Other than this forum, www.freshalloy.com, www.zcar.com, and www.my350z.com is good too.


----------



## XtremE (Apr 30, 2002)

so who ordered one already?


----------



## Guest (May 2, 2002)

Touring, Daytona Blue, auto, all options except side air bags and nav system. 5th order placed in Bakersfield at MSRP.


----------



## Guest (May 9, 2002)

What made you choose the automatic?


----------



## Guest (May 10, 2002)

Have you driven the new automatics that you put into the manual shift mode and just tap the shifter to up or down shift? I imagine the 350 will outshift my 2001 Eclispe Spyder GT and it is excellent plus it takes it to the rev limiter if you don't upshift timely.
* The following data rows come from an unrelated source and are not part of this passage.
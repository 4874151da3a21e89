//! Google Calendar REST client implementing the core `CalendarPort`

use async_trait::async_trait;
use reqwest::{Client, StatusCode};
use serde_json::json;
use tracing::{debug, instrument};
use uuid::Uuid;

use slotwise_core::ports::CalendarPort;
use slotwise_domain::{
    CalendarEvent, EventDraft, EventPatch, FieldUpdate, Result, SlotwiseError, TimeInterval,
};

use super::auth::{CalendarCredentials, PersistCredentials, TokenManager};
use super::config::GoogleCalendarConfig;
use super::models::{
    ConferenceCreateRequest, ConferenceData, EventDateTime, EventsListResponse, FreeBusyRequest,
    FreeBusyResponse, GoogleAttendee, GoogleEvent, InsertEventRequest, InsertEventResponse,
};
use crate::errors::{status_to_error, InfraError};

/// Calendar port implementation over the Google REST v3 API
///
/// Every call that receives a 401 refreshes the token once and retries once;
/// a second 401 (or a failed refresh) surfaces as `AuthExpired`.
pub struct GoogleCalendarClient {
    http: Client,
    config: GoogleCalendarConfig,
    tokens: TokenManager,
}

impl GoogleCalendarClient {
    /// Build a client with optional seeded credentials and a persistence
    /// callback invoked whenever the token rotates
    pub fn new(
        config: GoogleCalendarConfig,
        credentials: Option<CalendarCredentials>,
        persist: Option<PersistCredentials>,
    ) -> Result<Self> {
        let http = Client::builder()
            .timeout(config.timeout)
            .build()
            .map_err(|e| SlotwiseError::Config(format!("failed to build HTTP client: {e}")))?;

        let mut tokens = TokenManager::new(
            &config.token_url,
            &config.client_id,
            &config.client_secret,
            http.clone(),
        );
        if let Some(credentials) = credentials {
            tokens = tokens.with_credentials(credentials);
        }
        if let Some(persist) = persist {
            tokens = tokens.with_persistence(persist);
        }

        Ok(Self { http, config, tokens })
    }

    /// Replace the stored credentials (e.g. after a fresh consent flow)
    pub async fn set_credentials(&self, credentials: CalendarCredentials) {
        self.tokens.set_credentials(credentials).await;
    }

    fn events_url(&self, calendar_id: &str) -> String {
        format!("{}/calendars/{}/events", self.config.api_base, calendar_id)
    }

    fn event_url(&self, calendar_id: &str, event_id: &str) -> String {
        format!("{}/{}", self.events_url(calendar_id), event_id)
    }

    /// Send a request with bearer auth, refreshing and retrying once on 401
    async fn send_with_auth<F>(&self, build: F, context: &str) -> Result<reqwest::Response>
    where
        F: Fn(&str) -> reqwest::RequestBuilder,
    {
        let token = self.tokens.access_token().await?;
        let response = build(&token).send().await.map_err(http_err)?;
        if response.status() != StatusCode::UNAUTHORIZED {
            return check_status(response, context).await;
        }

        debug!(context, "provider returned 401, refreshing token once");
        let token = self.tokens.force_refresh().await?;
        let retry = build(&token).send().await.map_err(http_err)?;
        if retry.status() == StatusCode::UNAUTHORIZED {
            let body = retry.text().await.unwrap_or_else(|_| "unknown error".to_string());
            return Err(SlotwiseError::AuthExpired(format!(
                "{context}: provider rejected refreshed token: {body}"
            )));
        }
        check_status(retry, context).await
    }

    async fn fetch_events(
        &self,
        calendar_id: &str,
        window: TimeInterval,
        query: Option<&str>,
    ) -> Result<Vec<CalendarEvent>> {
        let url = self.events_url(calendar_id);
        let mut params = vec![
            ("timeMin", window.start.to_rfc3339()),
            ("timeMax", window.end.to_rfc3339()),
            ("singleEvents", "true".to_string()),
            ("orderBy", "startTime".to_string()),
        ];
        if let Some(query) = query {
            params.push(("q", query.to_string()));
        }

        let response = self
            .send_with_auth(
                |token| self.http.get(&url).bearer_auth(token).query(&params),
                "list events",
            )
            .await?;

        let listing: EventsListResponse =
            response.json().await.map_err(|e| SlotwiseError::from(InfraError::from(e)))?;
        listing.items.into_iter().map(GoogleEvent::into_calendar_event).collect()
    }
}

#[async_trait]
impl CalendarPort for GoogleCalendarClient {
    #[instrument(skip(self), fields(calendar_id))]
    async fn query_free_busy(
        &self,
        calendar_id: &str,
        window: TimeInterval,
    ) -> Result<Vec<TimeInterval>> {
        let url = format!("{}/freeBusy", self.config.api_base);
        let payload = FreeBusyRequest::for_calendar(calendar_id, window);

        let response = self
            .send_with_auth(
                |token| self.http.post(&url).bearer_auth(token).json(&payload),
                "free/busy query",
            )
            .await?;

        let parsed: FreeBusyResponse =
            response.json().await.map_err(|e| SlotwiseError::from(InfraError::from(e)))?;
        Ok(parsed.busy_intervals(calendar_id))
    }

    #[instrument(skip(self), fields(calendar_id))]
    async fn list_events(
        &self,
        calendar_id: &str,
        window: TimeInterval,
    ) -> Result<Vec<CalendarEvent>> {
        self.fetch_events(calendar_id, window, None).await
    }

    #[instrument(skip(self), fields(calendar_id, query))]
    async fn search_events(
        &self,
        calendar_id: &str,
        query: &str,
        window: TimeInterval,
    ) -> Result<Vec<CalendarEvent>> {
        self.fetch_events(calendar_id, window, Some(query)).await
    }

    #[instrument(skip(self, draft), fields(calendar_id))]
    async fn insert_event(&self, calendar_id: &str, draft: EventDraft) -> Result<String> {
        let url = self.events_url(calendar_id);
        let zone = draft.timezone.as_deref();
        let payload = InsertEventRequest {
            summary: draft.title.clone(),
            description: draft.description.clone(),
            start: EventDateTime::timed(draft.start, zone),
            end: EventDateTime::timed(draft.end, zone),
            attendees: draft
                .attendees
                .iter()
                .map(|email| GoogleAttendee { email: email.clone() })
                .collect(),
            conference_data: ConferenceData {
                create_request: ConferenceCreateRequest {
                    request_id: Uuid::new_v4().to_string(),
                },
            },
        };

        let response = self
            .send_with_auth(
                |token| {
                    self.http
                        .post(&url)
                        .bearer_auth(token)
                        .query(&[("conferenceDataVersion", "1"), ("sendUpdates", "all")])
                        .json(&payload)
                },
                "insert event",
            )
            .await?;

        let created: InsertEventResponse =
            response.json().await.map_err(|e| SlotwiseError::from(InfraError::from(e)))?;
        debug!(event_id = %created.id, "event created");
        Ok(created.id)
    }

    #[instrument(skip(self), fields(calendar_id, event_id))]
    async fn get_event(&self, calendar_id: &str, event_id: &str) -> Result<CalendarEvent> {
        let url = self.event_url(calendar_id, event_id);

        let response = self
            .send_with_auth(|token| self.http.get(&url).bearer_auth(token), "get event")
            .await?;

        let event: GoogleEvent =
            response.json().await.map_err(|e| SlotwiseError::from(InfraError::from(e)))?;
        event.into_calendar_event()
    }

    #[instrument(skip(self, patch), fields(calendar_id, event_id))]
    async fn patch_event(
        &self,
        calendar_id: &str,
        event_id: &str,
        patch: EventPatch,
    ) -> Result<()> {
        let url = self.event_url(calendar_id, event_id);
        let body = patch_body(&patch);

        self.send_with_auth(
            |token| {
                self.http
                    .patch(&url)
                    .bearer_auth(token)
                    .query(&[("sendUpdates", "all")])
                    .json(&body)
            },
            "patch event",
        )
        .await?;

        Ok(())
    }

    #[instrument(skip(self), fields(calendar_id, event_id))]
    async fn delete_event(&self, calendar_id: &str, event_id: &str) -> Result<()> {
        let url = self.event_url(calendar_id, event_id);

        self.send_with_auth(
            |token| {
                self.http.delete(&url).bearer_auth(token).query(&[("sendUpdates", "all")])
            },
            "delete event",
        )
        .await?;

        Ok(())
    }
}

fn http_err(error: reqwest::Error) -> SlotwiseError {
    InfraError::from(error).into()
}

async fn check_status(response: reqwest::Response, context: &str) -> Result<reqwest::Response> {
    let status = response.status();
    if status.is_success() {
        return Ok(response);
    }
    let body = response.text().await.unwrap_or_else(|_| "unknown error".to_string());
    Err(status_to_error(status, context, &body))
}

/// Only changed fields go on the wire: `Set` as the value, `Clear` as an
/// explicit null (empty list for attendees), `Unchanged` omitted. The
/// timezone is an annotation of the time bounds, not a field of its own;
/// the meeting service guarantees a patch that sets it also carries both
/// bounds.
fn patch_body(patch: &EventPatch) -> serde_json::Value {
    let mut body = serde_json::Map::new();

    if let Some(title) = &patch.title {
        body.insert("summary".to_string(), json!(title));
    }
    match &patch.description {
        FieldUpdate::Set(description) => {
            body.insert("description".to_string(), json!(description));
        }
        FieldUpdate::Clear => {
            body.insert("description".to_string(), serde_json::Value::Null);
        }
        FieldUpdate::Unchanged => {}
    }
    if let Some(start) = patch.start {
        body.insert("start".to_string(), time_bound(start, patch.timezone.as_deref()));
    }
    if let Some(end) = patch.end {
        body.insert("end".to_string(), time_bound(end, patch.timezone.as_deref()));
    }
    match &patch.attendees {
        FieldUpdate::Set(attendees) => {
            let list: Vec<_> = attendees.iter().map(|email| json!({ "email": email })).collect();
            body.insert("attendees".to_string(), json!(list));
        }
        FieldUpdate::Clear => {
            body.insert("attendees".to_string(), json!([]));
        }
        FieldUpdate::Unchanged => {}
    }

    serde_json::Value::Object(body)
}

fn time_bound(instant: chrono::DateTime<chrono::Utc>, zone: Option<&str>) -> serde_json::Value {
    let mut bound = serde_json::Map::new();
    bound.insert("dateTime".to_string(), json!(instant.to_rfc3339()));
    if let Some(zone) = zone {
        bound.insert("timeZone".to_string(), json!(zone));
    }
    serde_json::Value::Object(bound)
}

#[cfg(test)]
mod tests {
    use chrono::{TimeZone, Utc};

    use super::*;

    #[test]
    fn patch_body_carries_only_changed_fields() {
        let patch = EventPatch {
            title: Some("New title".to_string()),
            description: FieldUpdate::Clear,
            start: None,
            end: Some(Utc.with_ymd_and_hms(2024, 2, 6, 11, 0, 0).unwrap()),
            timezone: None,
            attendees: FieldUpdate::Unchanged,
        };

        let body = patch_body(&patch);
        assert_eq!(body["summary"], "New title");
        assert!(body["description"].is_null());
        assert_eq!(body["end"]["dateTime"], "2024-02-06T11:00:00+00:00");
        assert!(body.get("start").is_none());
        assert!(body.get("attendees").is_none());
    }

    #[test]
    fn cleared_attendees_serialize_as_empty_list() {
        let patch = EventPatch { attendees: FieldUpdate::Clear, ..EventPatch::default() };
        let body = patch_body(&patch);
        assert_eq!(body["attendees"], json!([]));
    }

    #[test]
    fn time_bounds_carry_the_zone_annotation() {
        let patch = EventPatch {
            start: Some(Utc.with_ymd_and_hms(2024, 2, 6, 10, 0, 0).unwrap()),
            timezone: Some("Europe/Berlin".to_string()),
            ..EventPatch::default()
        };

        let body = patch_body(&patch);
        assert_eq!(body["start"]["timeZone"], "Europe/Berlin");
    }
}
It acts like the converter is locked up in all gears for almost immediate positive shifts. When driving out of Baker, CA toward Barstow you start up a hill, with the shifter in manual mode there is direct acceleration/decelleration as needed for the traffic. Have you ever driven the 405 in LA in the stop and go traffic? What about the hills in San Francisco? It is torture on a clutch and left leg. I have several 5 speed Z/ZXs for fun and also a '95 SHO automatic for cross country driving. Yes, you can throw a faster speed shift with a manual for dragging plus lesss weight if actual racing is your goal but you are shocking the drivetrain with every shift and eventually something will give. But I do not intend to race the car. I think the auto will be a better investment. I just wish the shifter was via paddles like F1 cars for the manual mode. I just wish I could learn to left foot brake.


----------